In the weakly disordered scenario where photon content fluctuations can reach a significant value (Figure 2 and S1), the fast decay of the wave packet would prevent efficient energy transport. Nevertheless, even in this case, incorporation of cavity losses is unlikely to change the main qualitative trends observed for v ₀ as this quantity is computed at ultrafast times (e.g., Figures S10–12 show that the behavior of v ₀ with varying disorder and Rabi splitting is independent of the linear fit cutoff time).

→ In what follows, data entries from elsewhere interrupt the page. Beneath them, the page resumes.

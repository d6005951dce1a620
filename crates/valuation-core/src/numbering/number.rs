//! Report number value type.

use std::fmt;

/// Sequence placeholder carried by provisional numbers.
pub const PLACEHOLDER_SEQUENCE: &str = "---";

/// Marker stored before any number could be derived.
pub const PENDING_MARKER: &str = "PENDING";

/// Largest sequence that fits in three digits.
pub const MAX_SEQUENCE: u32 = 999;

/// Three-letter uppercase branch code.
#[derive(Debug, Clone, PartialEq, Eq, Hash)]
pub struct BranchCode(String);

impl BranchCode {
    /// Parse a branch code, uppercasing it. `None` unless exactly three ASCII letters.
    pub fn parse(raw: &str) -> Option<Self> {
        let code = raw.trim().to_uppercase();
        if code.len() == 3 && code.chars().all(|c| c.is_ascii_alphabetic()) {
            Some(Self(code))
        } else {
            None
        }
    }

    pub fn as_str(&self) -> &str {
        &self.0
    }
}

impl fmt::Display for BranchCode {
    fn fmt(&self, f: &mut fmt::Formatter<'_>) -> fmt::Result {
        f.write_str(&self.0)
    }
}

/// A parsed report number: branch, date code, grade digit and sequence.
///
/// `sequence` is `None` for provisional numbers.
#[derive(Debug, Clone, PartialEq, Eq)]
pub struct ReportNumber {
    pub branch: BranchCode,
    pub date_code: String,
    pub grade: char,
    pub sequence: Option<u32>,
}

impl ReportNumber {
    /// Provisional number with the placeholder sequence.
    pub fn provisional(branch: &BranchCode, date_code: &str, grade: char) -> Self {
        Self {
            branch: branch.clone(),
            date_code: date_code.to_string(),
            grade,
            sequence: None,
        }
    }

    /// Parse a stored number. Returns `None` for anything not in the
    /// `BBB` + date code + grade + (`---` | three digits) shape.
    pub fn parse(raw: &str) -> Option<Self> {
        let s = raw.trim();
        if !s.is_ascii() || s.len() < 10 || s.len() > 12 {
            return None;
        }

        let branch = BranchCode::parse(&s[..3])?;
        if &s[..3] != branch.as_str() {
            return None;
        }

        let tail = &s[s.len() - 3..];
        let sequence = if tail == PLACEHOLDER_SEQUENCE {
            None
        } else if tail.chars().all(|c| c.is_ascii_digit()) {
            Some(tail.parse().ok()?)
        } else {
            return None;
        };

        let grade = s[s.len() - 4..].chars().next()?;
        if !grade.is_ascii_digit() {
            return None;
        }

        let date_code = &s[3..s.len() - 4];
        if !date_code.chars().all(|c| c.is_ascii_digit()) {
            return None;
        }

        Some(Self {
            branch,
            date_code: date_code.to_string(),
            grade,
            sequence,
        })
    }

    /// Whether a permanent sequence has been allocated.
    pub fn is_issued(&self) -> bool {
        self.sequence.is_some()
    }

    /// Branch + date code: the scope sequences are counted in.
    pub fn prefix(&self) -> String {
        format!("{}{}", self.branch, self.date_code)
    }

    /// Same number with a different grade digit.
    pub fn with_grade(&self, grade: char) -> Self {
        Self {
            grade,
            ..self.clone()
        }
    }

    /// Same number with an allocated sequence.
    pub fn with_sequence(&self, sequence: u32) -> Self {
        Self {
            sequence: Some(sequence),
            ..self.clone()
        }
    }
}

impl fmt::Display for ReportNumber {
    fn fmt(&self, f: &mut fmt::Formatter<'_>) -> fmt::Result {
        write!(f, "{}{}{}", self.branch, self.date_code, self.grade)?;
        match self.sequence {
            Some(seq) => write!(f, "{:03}", seq),
            None => f.write_str(PLACEHOLDER_SEQUENCE),
        }
    }
}

#[cfg(test)]
mod tests {
    use super::*;

    #[test]
    fn test_branch_code() {
        assert_eq!(BranchCode::parse(" cdh ").unwrap().as_str(), "CDH");
        assert!(BranchCode::parse("CD").is_none());
        assert!(BranchCode::parse("CD1").is_none());
        assert!(BranchCode::parse("CDHX").is_none());
    }

    #[test]
    fn test_parse_issued() {
        let number = ReportNumber::parse("CDH25467001").unwrap();
        assert_eq!(number.branch.as_str(), "CDH");
        assert_eq!(number.date_code, "2546");
        assert_eq!(number.grade, '7');
        assert_eq!(number.sequence, Some(1));
        assert_eq!(number.to_string(), "CDH25467001");
    }

    #[test]
    fn test_parse_provisional() {
        let number = ReportNumber::parse("CDH253655---").unwrap();
        assert_eq!(number.date_code, "25365");
        assert_eq!(number.grade, '5');
        assert!(!number.is_issued());
        assert_eq!(number.to_string(), "CDH253655---");
    }

    #[test]
    fn test_parse_rejects_malformed() {
        assert!(ReportNumber::parse("").is_none());
        assert!(ReportNumber::parse(PENDING_MARKER).is_none());
        assert!(ReportNumber::parse("cdh25467001").is_none());
        assert!(ReportNumber::parse("CDH2546X001").is_none());
        assert!(ReportNumber::parse("CDH25467-01").is_none());
        assert!(ReportNumber::parse("CDH2546700123").is_none());
    }

    #[test]
    fn test_with_grade_keeps_sequence() {
        let number = ReportNumber::parse("CDH25467001").unwrap();
        assert_eq!(number.with_grade('3').to_string(), "CDH25463001");
        assert_eq!(number.prefix(), "CDH2546");
    }
}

The interplay between static and dynamical disorder is an interesting topic that we aim to address in detail in future work. Here, we simply point out some expected effects of dynamical disorder on the examined polariton-assisted exciton transport. First, dynamical disorder suppresses Rabi oscillations and may slow down the relatively efficient ultrafast exciton transport we observe at weak disorder. On the other hand, recent work by Cui and Nitzan has shown that dynamical disorder boosts the early-time exciton transport [35]. Further, it is well known that dynamical disorder prevents Anderson localization and leads to diffusive behavior at long times [41]. The latter behavior is generic so we expect it to persist in the moderate and strong (static) disorder regimes of polariton-assisted exciton transport. A recent study [32] suggests that excitonic interaction with a dynamical (finite-temperature) environment shortens the ballistic transport regime time interval and leads to a quick crossover to diffusive behavior. We expect similar features will emerge when dynamical disorder is incorporated into our model, but future work is necessary to determine the interplay between the effects of static and dynamical disorder in the investigated polariton-assisted exciton transport.